サウジアラビアの国王が来日しているが、日本のメディアはサウジアラビア王国は、国民は住民税や所得税などの税が課せられなく、医療と教育費は無償で豊かでゴージャスな国だとの紹介ばかりです。税金がないと言ってもイスラムの教えてして五行六信の一つであるザカートすなわち救貧税はあり、貧者、寡婦や孤児・巡礼旅行者などへの救済につかわれる税として、自分の財産から一定率を喜捨し払わなくてはならないです。サウジアラビアには、イスラム教の聖地である、メッカとマディーナがあり、世界中のイスラム教徒の巡礼が多く、巡礼者への喜捨をすることは、自分の信仰への証になり、租税公課とは違うものとしてよいでしょう。

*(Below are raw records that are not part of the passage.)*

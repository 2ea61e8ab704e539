use anyhow::{Context, Result};
use serde::de::DeserializeOwned;

use crate::config::Settings;

const USER_AGENT: &str = concat!(env!("CARGO_PKG_NAME"), "/", env!("CARGO_PKG_VERSION"));

/// Shared client for every remote lookup. GitHub rejects requests without a user agent.
pub fn build_client(settings: &Settings) -> Result<reqwest::Client> {
    reqwest::Client::builder()
        .user_agent(USER_AGENT)
        .timeout(settings.http_timeout())
        .build()
        .context("Failed to build HTTP client")
}

/// GET `url` with `params` and decode a JSON body. Non-2xx is an error.
pub async fn get_json<T: DeserializeOwned>(
    client: &reqwest::Client,
    url: &str,
    params: &[(&str, &str)],
) -> Result<T> {
    let response = client
        .get(url)
        .query(params)
        .send()
        .await
        .with_context(|| format!("Request to {} failed", url))?
        .error_for_status()?;
    response
        .json::<T>()
        .await
        .with_context(|| format!("Unexpected response body from {}", url))
}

サウジアラビアの国王訪日をうけ、マスコミの報道はサウジアラビアのゴージャスな面の報道が多いですが、生活しにくい環境もあるとして、日中は50℃の暑い国で、女性は車を運転できなく公衆の面前で顔を露わにしてはいけないなどと紹介する程度です。
しかし、アムネスティインターナショナルによると、世界でも有数の人権侵害の国されているが、日頃からこのような面は知られていないです。
先に女性が車の運転ができないと書いたが、日本が戦前まで参政権が無かったように、最近まで女性の参政権はなかったです。そればかりか、イスラムの教義に反することは許されないです。
死刑の制度があり、世界でも有数の死刑執行国です。殺人、強姦など多義にわたり、背教も死刑の対象で、魔術の儀式を行ったとして、公衆の面前で斬首されています。ほかに、公衆による投石による死刑もあるとききます。
いくらイスラム教の国としても、そこに住む人や訪れる人までも、内心の自由を押さえつけなければいけないのは、国際社会からみて人権侵害がなされているといえるでしょう。

また、サウジアラビア王国には憲法と国会がなく、国王の統治のあり方を書いた、9章83条からなる「統治基本法」が1992年に制定されています。国王が任命する諮問会議がり政党もありません。つまり、民意は汲み入れられない仕組みになっています。
すなわち、日本の近代史の流れで言うと、明治維新以降近代国家として歩み始めたが、明治22年の大日本帝国憲法により国会が開かれる前の状態だと言え、中央主権体制が布かれ、自由民権運動の明治デモクラシー以前ころだと言えるでしょう。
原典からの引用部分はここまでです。